___ Stored data

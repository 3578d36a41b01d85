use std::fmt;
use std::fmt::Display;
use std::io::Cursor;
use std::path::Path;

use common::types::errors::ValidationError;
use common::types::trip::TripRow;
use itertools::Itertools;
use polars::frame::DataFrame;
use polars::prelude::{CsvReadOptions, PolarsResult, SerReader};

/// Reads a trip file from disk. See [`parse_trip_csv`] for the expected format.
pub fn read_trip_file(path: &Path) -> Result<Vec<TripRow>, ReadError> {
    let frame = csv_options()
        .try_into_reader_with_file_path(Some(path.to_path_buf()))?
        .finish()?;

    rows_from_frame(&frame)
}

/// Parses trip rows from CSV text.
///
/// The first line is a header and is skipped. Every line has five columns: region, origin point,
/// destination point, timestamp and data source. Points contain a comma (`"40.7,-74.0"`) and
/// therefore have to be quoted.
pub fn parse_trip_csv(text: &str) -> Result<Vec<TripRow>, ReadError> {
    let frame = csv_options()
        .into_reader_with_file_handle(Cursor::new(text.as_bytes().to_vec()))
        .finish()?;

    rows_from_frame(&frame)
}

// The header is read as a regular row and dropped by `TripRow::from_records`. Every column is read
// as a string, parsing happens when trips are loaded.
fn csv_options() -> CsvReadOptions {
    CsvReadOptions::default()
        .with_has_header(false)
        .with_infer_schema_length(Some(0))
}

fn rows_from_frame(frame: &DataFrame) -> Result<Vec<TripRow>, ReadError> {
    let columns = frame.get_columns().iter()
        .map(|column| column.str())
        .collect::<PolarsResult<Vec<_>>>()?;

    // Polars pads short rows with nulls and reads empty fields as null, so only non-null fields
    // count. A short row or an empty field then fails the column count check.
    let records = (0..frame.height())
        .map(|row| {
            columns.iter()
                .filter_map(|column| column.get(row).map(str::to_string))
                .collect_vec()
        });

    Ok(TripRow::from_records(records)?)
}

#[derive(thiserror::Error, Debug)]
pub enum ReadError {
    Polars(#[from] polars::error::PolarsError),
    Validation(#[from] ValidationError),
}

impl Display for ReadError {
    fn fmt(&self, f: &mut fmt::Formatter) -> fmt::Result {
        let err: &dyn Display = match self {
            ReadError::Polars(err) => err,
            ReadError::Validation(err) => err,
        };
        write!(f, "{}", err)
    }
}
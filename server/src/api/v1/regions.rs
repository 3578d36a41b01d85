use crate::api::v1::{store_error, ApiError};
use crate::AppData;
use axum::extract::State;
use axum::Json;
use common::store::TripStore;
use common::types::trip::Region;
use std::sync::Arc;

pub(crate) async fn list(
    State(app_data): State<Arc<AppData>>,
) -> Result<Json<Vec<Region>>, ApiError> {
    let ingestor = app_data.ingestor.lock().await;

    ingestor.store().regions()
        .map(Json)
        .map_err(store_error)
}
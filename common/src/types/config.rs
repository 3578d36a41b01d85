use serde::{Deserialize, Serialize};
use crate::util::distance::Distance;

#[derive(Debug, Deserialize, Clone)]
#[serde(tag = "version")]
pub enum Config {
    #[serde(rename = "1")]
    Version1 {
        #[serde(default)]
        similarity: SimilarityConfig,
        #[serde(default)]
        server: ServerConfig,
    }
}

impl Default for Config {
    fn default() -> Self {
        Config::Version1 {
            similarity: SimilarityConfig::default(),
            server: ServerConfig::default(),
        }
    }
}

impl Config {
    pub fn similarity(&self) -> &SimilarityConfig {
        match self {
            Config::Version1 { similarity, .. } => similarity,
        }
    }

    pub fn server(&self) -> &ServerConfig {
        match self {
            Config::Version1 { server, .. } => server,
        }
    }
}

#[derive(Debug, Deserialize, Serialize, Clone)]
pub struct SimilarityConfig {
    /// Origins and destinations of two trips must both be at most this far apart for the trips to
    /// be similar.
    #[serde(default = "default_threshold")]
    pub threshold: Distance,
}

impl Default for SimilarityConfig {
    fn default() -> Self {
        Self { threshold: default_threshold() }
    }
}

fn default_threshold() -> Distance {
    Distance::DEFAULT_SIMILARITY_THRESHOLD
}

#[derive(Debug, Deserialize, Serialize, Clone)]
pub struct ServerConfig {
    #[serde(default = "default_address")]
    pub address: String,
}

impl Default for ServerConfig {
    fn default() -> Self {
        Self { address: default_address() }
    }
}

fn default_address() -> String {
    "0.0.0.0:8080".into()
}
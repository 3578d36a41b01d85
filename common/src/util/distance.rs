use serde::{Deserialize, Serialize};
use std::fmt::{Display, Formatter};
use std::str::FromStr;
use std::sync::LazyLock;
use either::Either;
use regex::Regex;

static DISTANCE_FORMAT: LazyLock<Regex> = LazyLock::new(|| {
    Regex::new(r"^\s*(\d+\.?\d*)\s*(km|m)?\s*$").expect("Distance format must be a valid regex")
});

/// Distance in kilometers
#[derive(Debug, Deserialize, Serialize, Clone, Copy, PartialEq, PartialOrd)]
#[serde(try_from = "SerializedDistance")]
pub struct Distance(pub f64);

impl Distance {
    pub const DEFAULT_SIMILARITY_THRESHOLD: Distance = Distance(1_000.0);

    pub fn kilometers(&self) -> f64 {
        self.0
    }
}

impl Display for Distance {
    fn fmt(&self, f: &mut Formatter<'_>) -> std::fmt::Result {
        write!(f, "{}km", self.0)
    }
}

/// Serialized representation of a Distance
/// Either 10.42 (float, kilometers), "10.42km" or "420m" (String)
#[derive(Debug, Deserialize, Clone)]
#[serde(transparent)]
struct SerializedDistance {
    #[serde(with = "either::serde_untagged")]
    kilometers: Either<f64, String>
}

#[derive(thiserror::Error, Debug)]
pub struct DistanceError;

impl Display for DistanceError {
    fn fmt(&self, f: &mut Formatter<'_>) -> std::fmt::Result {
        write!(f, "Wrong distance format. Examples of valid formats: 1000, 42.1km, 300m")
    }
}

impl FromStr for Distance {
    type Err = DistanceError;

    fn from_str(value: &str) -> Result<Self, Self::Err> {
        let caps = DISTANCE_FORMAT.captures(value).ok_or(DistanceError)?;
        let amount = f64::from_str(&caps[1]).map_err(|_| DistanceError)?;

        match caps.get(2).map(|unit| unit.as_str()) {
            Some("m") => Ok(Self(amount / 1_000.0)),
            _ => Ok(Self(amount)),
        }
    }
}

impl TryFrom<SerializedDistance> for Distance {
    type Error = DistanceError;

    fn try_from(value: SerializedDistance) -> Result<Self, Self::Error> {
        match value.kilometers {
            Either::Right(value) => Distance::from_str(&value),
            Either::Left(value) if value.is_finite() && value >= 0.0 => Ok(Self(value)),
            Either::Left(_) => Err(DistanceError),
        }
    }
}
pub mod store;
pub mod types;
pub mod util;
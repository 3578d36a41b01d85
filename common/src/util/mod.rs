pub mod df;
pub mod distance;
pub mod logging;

______
___ Stored data

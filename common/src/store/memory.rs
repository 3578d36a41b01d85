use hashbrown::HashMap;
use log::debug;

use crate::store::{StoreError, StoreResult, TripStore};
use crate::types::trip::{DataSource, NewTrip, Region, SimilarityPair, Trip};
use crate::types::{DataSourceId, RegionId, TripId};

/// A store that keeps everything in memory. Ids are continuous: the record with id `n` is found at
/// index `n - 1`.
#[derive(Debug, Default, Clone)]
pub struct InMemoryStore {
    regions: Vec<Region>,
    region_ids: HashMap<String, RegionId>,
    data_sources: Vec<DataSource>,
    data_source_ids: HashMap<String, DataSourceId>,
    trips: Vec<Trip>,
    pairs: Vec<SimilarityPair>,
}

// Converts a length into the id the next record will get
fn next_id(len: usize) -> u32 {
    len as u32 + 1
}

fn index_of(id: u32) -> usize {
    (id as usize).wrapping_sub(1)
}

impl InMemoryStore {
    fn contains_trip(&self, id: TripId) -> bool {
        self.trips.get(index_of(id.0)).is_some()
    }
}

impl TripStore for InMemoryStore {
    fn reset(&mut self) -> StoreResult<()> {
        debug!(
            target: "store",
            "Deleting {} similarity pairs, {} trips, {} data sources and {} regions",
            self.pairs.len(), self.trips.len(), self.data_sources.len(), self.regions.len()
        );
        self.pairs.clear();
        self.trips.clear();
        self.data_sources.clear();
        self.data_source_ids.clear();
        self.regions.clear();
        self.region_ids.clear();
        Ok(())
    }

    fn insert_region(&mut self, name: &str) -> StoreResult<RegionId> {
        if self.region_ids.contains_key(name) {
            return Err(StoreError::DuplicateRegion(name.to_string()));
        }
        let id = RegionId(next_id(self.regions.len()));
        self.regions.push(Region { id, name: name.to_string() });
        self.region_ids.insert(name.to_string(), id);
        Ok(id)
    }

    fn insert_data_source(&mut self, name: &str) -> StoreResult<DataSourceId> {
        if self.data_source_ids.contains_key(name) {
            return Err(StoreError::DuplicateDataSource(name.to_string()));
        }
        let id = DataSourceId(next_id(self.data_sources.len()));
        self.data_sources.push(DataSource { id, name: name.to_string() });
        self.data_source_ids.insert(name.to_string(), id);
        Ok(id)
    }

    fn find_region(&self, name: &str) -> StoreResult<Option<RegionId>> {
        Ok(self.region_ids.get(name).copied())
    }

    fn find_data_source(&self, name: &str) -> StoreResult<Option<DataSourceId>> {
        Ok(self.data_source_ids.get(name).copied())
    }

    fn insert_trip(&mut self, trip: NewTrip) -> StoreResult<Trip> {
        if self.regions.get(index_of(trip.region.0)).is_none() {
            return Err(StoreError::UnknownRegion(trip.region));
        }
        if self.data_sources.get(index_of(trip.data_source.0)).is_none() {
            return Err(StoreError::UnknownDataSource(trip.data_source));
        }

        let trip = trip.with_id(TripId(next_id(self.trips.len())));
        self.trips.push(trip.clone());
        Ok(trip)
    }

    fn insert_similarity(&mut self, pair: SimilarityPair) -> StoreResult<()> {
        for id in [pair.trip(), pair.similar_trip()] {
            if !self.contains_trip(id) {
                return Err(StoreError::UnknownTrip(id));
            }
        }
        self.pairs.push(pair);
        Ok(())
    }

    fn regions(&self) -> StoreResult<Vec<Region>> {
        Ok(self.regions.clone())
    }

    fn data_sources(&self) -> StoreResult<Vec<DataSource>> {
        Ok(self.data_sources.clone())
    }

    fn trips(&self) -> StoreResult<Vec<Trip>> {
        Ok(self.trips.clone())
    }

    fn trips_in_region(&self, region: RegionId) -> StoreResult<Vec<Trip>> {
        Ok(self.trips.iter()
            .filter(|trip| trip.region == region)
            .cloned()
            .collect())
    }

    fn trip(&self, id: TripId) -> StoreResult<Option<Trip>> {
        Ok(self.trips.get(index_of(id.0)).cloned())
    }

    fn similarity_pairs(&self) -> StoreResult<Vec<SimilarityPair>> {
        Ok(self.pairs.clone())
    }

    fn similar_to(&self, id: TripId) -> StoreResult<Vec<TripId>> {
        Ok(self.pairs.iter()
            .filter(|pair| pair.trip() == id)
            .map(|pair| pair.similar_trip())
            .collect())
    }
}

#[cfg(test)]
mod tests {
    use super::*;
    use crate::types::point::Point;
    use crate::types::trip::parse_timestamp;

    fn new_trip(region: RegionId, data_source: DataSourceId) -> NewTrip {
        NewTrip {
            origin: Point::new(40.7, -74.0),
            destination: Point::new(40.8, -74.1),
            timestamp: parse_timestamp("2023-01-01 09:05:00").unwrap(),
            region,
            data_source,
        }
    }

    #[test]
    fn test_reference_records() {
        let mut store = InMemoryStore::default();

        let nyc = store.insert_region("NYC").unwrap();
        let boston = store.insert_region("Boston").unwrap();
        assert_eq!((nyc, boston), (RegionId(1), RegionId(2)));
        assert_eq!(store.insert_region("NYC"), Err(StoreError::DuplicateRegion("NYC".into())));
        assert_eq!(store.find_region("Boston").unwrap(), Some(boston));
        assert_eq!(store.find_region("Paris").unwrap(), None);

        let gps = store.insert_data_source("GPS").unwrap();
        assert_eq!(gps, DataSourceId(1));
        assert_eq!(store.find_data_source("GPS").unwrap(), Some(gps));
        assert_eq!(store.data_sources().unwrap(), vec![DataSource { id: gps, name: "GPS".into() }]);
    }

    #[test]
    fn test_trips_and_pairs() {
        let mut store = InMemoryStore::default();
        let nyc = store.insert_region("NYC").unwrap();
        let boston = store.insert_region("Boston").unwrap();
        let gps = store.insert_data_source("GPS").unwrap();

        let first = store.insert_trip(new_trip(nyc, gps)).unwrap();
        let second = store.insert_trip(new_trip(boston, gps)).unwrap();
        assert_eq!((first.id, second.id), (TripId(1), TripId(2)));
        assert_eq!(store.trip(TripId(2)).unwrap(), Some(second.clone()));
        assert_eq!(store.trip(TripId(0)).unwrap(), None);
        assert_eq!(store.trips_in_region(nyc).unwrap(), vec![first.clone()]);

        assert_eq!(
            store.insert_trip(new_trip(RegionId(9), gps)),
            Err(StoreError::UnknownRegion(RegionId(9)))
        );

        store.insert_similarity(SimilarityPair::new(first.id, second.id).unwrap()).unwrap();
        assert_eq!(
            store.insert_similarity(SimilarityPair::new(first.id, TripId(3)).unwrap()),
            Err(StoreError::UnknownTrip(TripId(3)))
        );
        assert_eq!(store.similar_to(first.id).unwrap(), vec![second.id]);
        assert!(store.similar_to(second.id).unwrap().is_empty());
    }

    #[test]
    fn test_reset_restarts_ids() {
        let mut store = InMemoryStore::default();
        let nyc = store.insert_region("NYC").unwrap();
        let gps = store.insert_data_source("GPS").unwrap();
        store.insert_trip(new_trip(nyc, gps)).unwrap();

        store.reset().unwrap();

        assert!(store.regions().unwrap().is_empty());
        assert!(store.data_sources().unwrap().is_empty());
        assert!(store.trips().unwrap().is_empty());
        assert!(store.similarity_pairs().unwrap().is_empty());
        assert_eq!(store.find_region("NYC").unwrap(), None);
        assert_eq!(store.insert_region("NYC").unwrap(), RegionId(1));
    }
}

______
___ Stored data

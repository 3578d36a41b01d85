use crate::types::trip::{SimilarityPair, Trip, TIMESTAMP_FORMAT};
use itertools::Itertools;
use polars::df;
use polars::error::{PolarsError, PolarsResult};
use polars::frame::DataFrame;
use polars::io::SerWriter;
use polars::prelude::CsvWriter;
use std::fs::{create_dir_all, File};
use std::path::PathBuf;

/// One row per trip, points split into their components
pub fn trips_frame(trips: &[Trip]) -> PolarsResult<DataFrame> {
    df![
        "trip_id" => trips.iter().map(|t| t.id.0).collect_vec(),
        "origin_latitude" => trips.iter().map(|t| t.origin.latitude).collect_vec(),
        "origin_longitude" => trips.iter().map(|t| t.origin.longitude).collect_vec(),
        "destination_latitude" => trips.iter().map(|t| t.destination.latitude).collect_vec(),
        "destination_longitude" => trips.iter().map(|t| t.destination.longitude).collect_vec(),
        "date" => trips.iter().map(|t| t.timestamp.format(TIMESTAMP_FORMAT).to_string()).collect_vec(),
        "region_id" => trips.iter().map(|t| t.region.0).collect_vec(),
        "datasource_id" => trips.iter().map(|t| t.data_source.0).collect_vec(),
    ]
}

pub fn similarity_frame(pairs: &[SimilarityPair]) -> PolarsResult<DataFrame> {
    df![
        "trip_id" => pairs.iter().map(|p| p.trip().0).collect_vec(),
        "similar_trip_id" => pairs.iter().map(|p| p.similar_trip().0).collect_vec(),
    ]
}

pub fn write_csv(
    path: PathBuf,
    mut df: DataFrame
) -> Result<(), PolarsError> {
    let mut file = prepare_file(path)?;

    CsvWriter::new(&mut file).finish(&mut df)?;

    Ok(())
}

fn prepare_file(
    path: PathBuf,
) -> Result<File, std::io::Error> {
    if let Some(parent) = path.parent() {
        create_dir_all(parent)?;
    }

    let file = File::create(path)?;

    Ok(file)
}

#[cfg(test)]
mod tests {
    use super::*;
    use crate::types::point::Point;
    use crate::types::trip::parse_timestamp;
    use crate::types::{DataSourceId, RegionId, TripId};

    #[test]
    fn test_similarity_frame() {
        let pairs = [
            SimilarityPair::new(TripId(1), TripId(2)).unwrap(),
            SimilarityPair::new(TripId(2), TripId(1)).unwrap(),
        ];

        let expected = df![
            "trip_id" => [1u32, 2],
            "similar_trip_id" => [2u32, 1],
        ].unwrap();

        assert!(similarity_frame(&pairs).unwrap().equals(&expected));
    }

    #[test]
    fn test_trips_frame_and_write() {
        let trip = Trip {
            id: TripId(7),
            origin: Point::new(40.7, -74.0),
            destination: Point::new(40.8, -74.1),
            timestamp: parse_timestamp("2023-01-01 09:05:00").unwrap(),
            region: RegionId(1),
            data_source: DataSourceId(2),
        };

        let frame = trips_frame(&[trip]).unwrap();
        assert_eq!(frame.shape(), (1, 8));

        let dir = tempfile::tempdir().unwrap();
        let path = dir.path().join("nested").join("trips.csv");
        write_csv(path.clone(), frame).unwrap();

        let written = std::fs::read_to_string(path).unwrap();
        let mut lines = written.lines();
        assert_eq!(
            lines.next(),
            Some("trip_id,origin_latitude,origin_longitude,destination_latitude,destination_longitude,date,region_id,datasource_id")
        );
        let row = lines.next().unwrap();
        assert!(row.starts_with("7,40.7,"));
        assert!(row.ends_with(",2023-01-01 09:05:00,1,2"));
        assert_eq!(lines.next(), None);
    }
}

______

Filter the lines above, keeping each one that contains the string "ServerConfig".

● Final answer
        server: ServerConfig,
            server: ServerConfig::default(),
    pub fn server(&self) -> &ServerConfig {
pub struct ServerConfig {
impl Default for ServerConfig {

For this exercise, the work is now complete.